Brexit: what’s on the agenda for marathon Raab-Barnier talks?

The UK and EU negotiators are going head to head in six-hour standoff in Brussels today

UK Brexit Secretary Dominic Raab and chief EU negotiator Michel Barnier will hold six hours of talks in Brussels today, as the clock runs down on Britain’s exit from the EU.

The session is the “longest face-to-face session held between the two men since they agreed to accelerate talks in a desperate effort to hammer out an agreement” and thereby avoid a no-deal Brexit, reports the Daily Mail.

Raab is understood to have been unhappy with the reality of Barnier’s pledge of being available for Brexit talks “24/7”. The Guardian says that Barnier has been “resistant to requests for lengthy meetings with Raab to discuss the details of the UK’s proposals”, which were formalised at Chequers last month.

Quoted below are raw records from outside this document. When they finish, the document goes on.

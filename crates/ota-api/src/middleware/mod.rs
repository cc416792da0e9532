//! # Middleware Modules
//!
//! Tower middleware layers for the API service.

pub mod metrics;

As the two finally sit down together, what’s on the talks agenda?

A la carte?

Today’s meeting comes two days after the most senior member of Prime Minister Theresa May’s cabinet, David Lidington, called for the EU to back the PM’s Brexit plan or “risk a no deal scenario”.

In response, Barnier stressed that the EU was “prepared to offer Britain a partnership such as there never has been with any other third country” and that the bloc “respect[s] Britain’s red lines scrupulously”. However, he added that “in return, they must respect what we are”.

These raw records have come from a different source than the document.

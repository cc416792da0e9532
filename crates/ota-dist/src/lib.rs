//! # ota-dist: Version Publish and Delta Distribution
//!
//! The core of the OTA stack. Ingests uploaded bundles, freezes each
//! version's file manifest, rebuilds every older version's artifact as a
//! forward delta toward the new latest version, and swaps the public tree
//! atomically with rollback.
//!
//! ## Components
//!
//! | Module | Role |
//! |---|---|
//! | [`archive`] | `ArchiveCodec` trait, zip implementation |
//! | [`checksum`] | per-file SHA-256 manifest of a directory |
//! | [`builder`] | staged tree: full artifact plus deltas |
//! | [`coordinator`] | backup, swap, commit, rollback |
//! | [`pointer`] | latest-version pointer store |
//! | [`resolver`] | update checks |
//! | [`lock`] | per-application publish and tree locks |
//! | [`workspace`] | per-operation scratch directories |
//! | [`reconcile`] | crash repair |
//! | [`distributor`] | facade tying the above together |
//!
//! ## On-disk Layout
//!
//! ```text
//! {public}/{app}/{version}/checksum.json
//! {public}/{app}/{version}/bundle.zip
//! {public}/{app}/.latest
//! {data}/app_config.json
//! {work}/publish-*/            one per in-flight upload
//! ```
//!
//! ## Crate Policy
//!
//! - Depends only on `ota-core` internally.
//! - Synchronous filesystem code; async only at the lock and task boundary.
//! - No `.unwrap()` outside tests.

pub mod archive;
pub mod builder;
pub mod checksum;
pub mod config;
pub mod coordinator;
pub mod distributor;
pub mod error;
pub mod fsutil;
pub mod layout;
pub mod lock;
pub mod pointer;
pub mod reconcile;
pub mod resolver;
pub mod workspace;

pub use archive::{ArchiveCodec, ArchiveError, ZipCodec};
pub use builder::{DeltaSummary, DistributionBuilder, StagedTree};
pub use checksum::compute_manifest;
pub use config::{ConfigError, DistConfig};
pub use coordinator::{PublishCoordinator, PublishPhase};
pub use distributor::{Distributor, PublishReport, PublishRequest};
pub use error::DistError;
pub use layout::PublicTree;
pub use lock::{AppLocks, PublishPermit};
pub use pointer::{JsonPointerStore, PointerStore};
pub use reconcile::ReconcileReport;
pub use resolver::{UpdateCheck, UpdateResolver};
pub use workspace::Workspace;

“Single market means single market ... There is no single market a la carte,” he warned.

Despite his demands, Barnier appeared to hint at a “climbdown” by the EU earlier this week, when he said that the final deal could “be unique for Britain - not based entirely on the Norway or Canadian models negotiated in the past”, the Daily Mail reports.

Deadline creep

According to the BBC, Barnier and Raab are “hoping to agree a divorce deal and a statement on future trading relations” before an EU summit on 17 October.

Raab told a Lords committee on Wednesday that he had a “good professional and personal rapport” with Barnier and that he was “confident that a deal is within our sights”. 

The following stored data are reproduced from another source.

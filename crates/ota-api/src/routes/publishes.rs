//! # Publish Task API
//!
//! `GET /v1/publishes/{task_id}` reports the state of an asynchronous
//! publish. Tasks are only visible to the application that created them;
//! another application's task id answers 404 like an unknown one.

use axum::extract::{Path, State};
use axum::routing::get;
use axum::{Json, Router};
use uuid::Uuid;

use crate::error::AppError;
use crate::extractors::PublisherApp;
use crate::state::AppState;
use crate::tasks::PublishTask;

pub fn router() -> Router<AppState> {
    Router::new().route("/v1/publishes/{task_id}", get(get_publish))
}

async fn get_publish(
    State(state): State<AppState>,
    PublisherApp(app_id): PublisherApp,
    Path(task_id): Path<Uuid>,
) -> Result<Json<PublishTask>, AppError> {
    state
        .tasks
        .get(&app_id, task_id)
        .map(Json)
        .ok_or_else(|| AppError::NotFound(format!("publish task {task_id}")))
}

But the Brexit secretary admitted that the October deadline may slip, and that there was a “possibility it may creep beyond that”.

Withdrawal bill

The Guardian says that Raab “struck an upbeat note throughout most of the 90-minute questioning” by the Lords EU Committee.

However, “he appeared to question whether Britain would consider itself bound to pay the almost £40bn financial settlement it agreed to last December if a final deal is not forthcoming by March”, the newspaper adds.

“I don’t think it could be safely assumed on anyone’s side that the financial settlement that has been agreed as part of the withdrawal bill would then just be paid, in precisely the same shape or speed or rate, if there was no deal,” Raab said.